Censorship & Comics

gregsmallwood:

I want to talk about Censorship for a moment.  To make sure we’re on the same page, here’s the easiest-to-access definition from Wikipedia:

Censorship is the suppression of speech, public communication or other information which may be considered objectionable, harmful, sensitive, politically incorrect or inconvenient as determined by governments, media outlets, authorities or other groups or institutions.

Self-censorship is the act of censoring or classifying one’s own work (blog, book[s], film[s], or other forms of media), out of fear of, or deference to, the sensibilities or preferences (actual or perceived) of others and without overt pressure from any specific party or institution of authority.

Okay, that’s fine, but we all know anyone can update/change Wikipedia.  So how does the American Civil Liberties Union (the foremost source on Censorship in America and the world) define it?  They say the following:

“Censorship, the suppression of words, images, or ideas that are ‘offensive,’ happens whenever some people succeed in imposing their personal political or moral values on others. Censorship can be carried out by the government as well as private pressure groups. Censorship by the government is unconstitutional.
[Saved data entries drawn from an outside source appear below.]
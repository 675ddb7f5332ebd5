//! Durable, deduplicated selection of items a user intends to enroll in or buy.
//!
//! A [`SelectionStore`] is a cheap handle: clones share the same underlying
//! selection, so the same store can be handed to the UI layer and to the
//! [`BulkSubmissionCoordinator`](crate::core::submission::BulkSubmissionCoordinator).
//! Every mutation is mirrored to the [`JsonStorage`] under a single key.

use crate::adapters::storage::JsonStorage;
use crate::core::events::{EventBus, NoticeKind};
use crate::domain::model::CartItem;
use crate::utils::error::{Result, SyncError};
use serde::de::DeserializeOwned;
use serde::Serialize;
use std::collections::HashSet;
use std::sync::{Arc, Mutex, PoisonError};
use tokio::sync::watch;

/// An entry that can live in a [`SelectionStore`].
pub trait SelectionItem: Serialize + DeserializeOwned + Clone + Send + Sync + 'static {
    /// Identity used for deduplication.
    fn key(&self) -> &str;

    /// Contribution to [`SelectionStore::total`].
    fn line_total(&self) -> f64 {
        0.0
    }

    /// Item-specific checks run before insertion; the key is checked separately.
    fn check(&self) -> Result<()> {
        Ok(())
    }
}

impl SelectionItem for String {
    fn key(&self) -> &str {
        self
    }
}

impl SelectionItem for CartItem {
    fn key(&self) -> &str {
        &self.id
    }

    fn line_total(&self) -> f64 {
        CartItem::line_total(self)
    }

    fn check(&self) -> Result<()> {
        if !self.price.is_finite() || self.price < 0.0 {
            return Err(SyncError::InvalidItem {
                id: self.id.clone(),
                reason: format!("price must be a non-negative number, got {}", self.price),
            });
        }
        Ok(())
    }
}

pub struct SelectionStore<T: SelectionItem> {
    state: Arc<watch::Sender<Vec<T>>>,
    storage: JsonStorage,
    key: Arc<str>,
    events: EventBus,
    persist_lock: Arc<Mutex<()>>,
}

/// Selection of formation identifiers.
pub type IdSelection = SelectionStore<String>;

/// Pricing variant: full line items.
pub type Cart = SelectionStore<CartItem>;

impl<T: SelectionItem> Clone for SelectionStore<T> {
    fn clone(&self) -> Self {
        Self {
            state: Arc::clone(&self.state),
            storage: self.storage.clone(),
            key: Arc::clone(&self.key),
            events: self.events.clone(),
            persist_lock: Arc::clone(&self.persist_lock),
        }
    }
}

impl<T: SelectionItem> SelectionStore<T> {
    /// Loads the previous selection stored under `key`.
    ///
    /// Never fails: an absent value starts empty, an unreadable one is logged and
    /// discarded. Loaded entries are deduplicated, and entries without an id or
    /// failing [`SelectionItem::check`] are dropped.
    pub fn initialize(storage: JsonStorage, key: impl Into<String>, events: EventBus) -> Self {
        let key: Arc<str> = Arc::from(key.into());

        let loaded = match storage.load::<Vec<T>>(&key) {
            Ok(Some(items)) => sanitize(&key, items),
            Ok(None) => Vec::new(),
            Err(e) => {
                tracing::warn!("Discarding unreadable selection '{}': {}", key, e);
                Vec::new()
            }
        };
        tracing::debug!("Selection '{}' initialized with {} entries", key, loaded.len());

        let (tx, _) = watch::channel(loaded);
        Self {
            state: Arc::new(tx),
            storage,
            key,
            events,
            persist_lock: Arc::new(Mutex::new(())),
        }
    }

    /// Inserts `item` unless its id is empty or already selected.
    pub fn add(&self, item: T) -> Result<()> {
        if item.key().trim().is_empty() {
            self.events
                .emit(NoticeKind::Warning, "This item has no identifier");
            return Err(SyncError::InvalidIdentifier);
        }
        if let Err(e) = item.check() {
            self.events.emit(NoticeKind::Warning, e.user_friendly_message());
            return Err(e);
        }

        let id = item.key().to_string();
        let inserted = self.state.send_if_modified(|items| {
            if items.iter().any(|existing| existing.key() == id) {
                false
            } else {
                items.push(item);
                true
            }
        });

        if !inserted {
            tracing::debug!("'{}' already selected", id);
            self.events
                .emit(NoticeKind::Info, format!("'{}' is already selected", id));
            return Err(SyncError::DuplicateSelection { id });
        }

        self.persist();
        self.events
            .emit(NoticeKind::Success, format!("'{}' added to your selection", id));
        Ok(())
    }

    /// Returns whether something was removed; removing an absent id is a no-op.
    pub fn remove(&self, id: &str) -> bool {
        let removed = self.state.send_if_modified(|items| {
            let before = items.len();
            items.retain(|existing| existing.key() != id);
            items.len() != before
        });
        if removed {
            self.persist();
        }
        removed
    }

    pub fn contains(&self, id: &str) -> bool {
        self.state.borrow().iter().any(|existing| existing.key() == id)
    }

    pub fn clear(&self) {
        self.state.send_modify(Vec::clear);
        self.persist();
    }

    pub fn total(&self) -> f64 {
        self.state.borrow().iter().map(SelectionItem::line_total).sum()
    }

    pub fn items(&self) -> Vec<T> {
        self.state.borrow().clone()
    }

    pub fn ids(&self) -> Vec<String> {
        self.state
            .borrow()
            .iter()
            .map(|item| item.key().to_string())
            .collect()
    }

    pub fn len(&self) -> usize {
        self.state.borrow().len()
    }

    pub fn is_empty(&self) -> bool {
        self.state.borrow().is_empty()
    }

    pub fn storage_key(&self) -> &str {
        &self.key
    }

    /// Change notifications carrying the full selection.
    pub fn subscribe(&self) -> watch::Receiver<Vec<T>> {
        self.state.subscribe()
    }

    pub fn events(&self) -> &EventBus {
        &self.events
    }

    /// Writes the current selection; failures are logged only.
    fn persist(&self) {
        let _guard = self
            .persist_lock
            .lock()
            .unwrap_or_else(PoisonError::into_inner);
        let snapshot = self.state.borrow().clone();
        if let Err(e) = self.storage.save(&self.key, &snapshot) {
            tracing::error!("Failed to persist selection '{}': {}", self.key, e);
        }
    }
}

fn sanitize<T: SelectionItem>(key: &str, items: Vec<T>) -> Vec<T> {
    let mut seen = HashSet::new();
    items
        .into_iter()
        .filter(|item| {
            if item.key().trim().is_empty() {
                tracing::warn!("Dropping stored entry without identifier from '{}'", key);
                return false;
            }
            if let Err(e) = item.check() {
                tracing::warn!("Dropping stored entry '{}' from '{}': {}", item.key(), key, e);
                return false;
            }
            seen.insert(item.key().to_string())
        })
        .collect()
}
In contrast, when private individuals or groups organize boycotts against stores that sell magazines of which they disapprove, their actions are protected by the First Amendment, although they can become dangerous in the extreme. Private pressure groups, not the government, promulgated and enforced the infamous Hollywood blacklists during the McCarthy period. But these private censorship campaigns are best countered by groups and individuals speaking out and organizing in defense of the threatened expression.”

-“What is Censorship?”, www.aclu.org

If you want to pressure artists into removing their art from future publication, fine. If you want to pressure writers into staying away from certain subjects, fine.  If you want to call particular comics dangerous and demand that they be removed from shelves, fine. But PLEASE be honest about what you’re doing. Admit the truth. Admit that you’d rather people’s feelings be spared from hurt than allow artists create art unfettered. Admit that you place more value on social justice than art and free speech.  Admit that you are calling for censorship.

Don’t get me wrong - you have every right to express your beliefs and the First Amendment undoubtedly protects your right to call for censorship. BUT…you absolutely do not get to redefine words.

Censorship is censorship. When you put pressure on an artist in an effort to change what kind of art they produce, you are engaging in censorship.

You may have reasons that seem perfectly just as to why you advocate removing specific words or subjects from fiction. Doesn’t change the fact that you’re calling for censorship. The people who ban books have their reasons, too. Remember, worthwhile causes will stand up to basic scrutiny or an artistic interpretation.

You may call yourself a critic. Fair enough. But keep in mind that critics don’t call for removal. Critics don’t label art dangerous or suggest that art may incite violence. Critics don’t tell artists to stop producing content because it makes someone feel bad. People who do are advocating censorship. They do not support free expression.

I want to remind you that the Comics Code Authority was not instituted by the U.S. Government. No judge ordered EC or William Gaines to cease publishing comics.  The CCA happened because a very small group of people convinced the public that the subject matter in certain comics was inciting violent and sexually deviant behavior in children. In order to survive, comic book publishers turned to self-censorship. Because of that, the growth of a great American storytelling medium was stunted for decades.

This industry has already suffered through one Frederic Wertham. It doesn’t need a bunch of Mini-Werthams taking his place sixty years later.

A reminder the mini-Werthams also exist in poetry circles.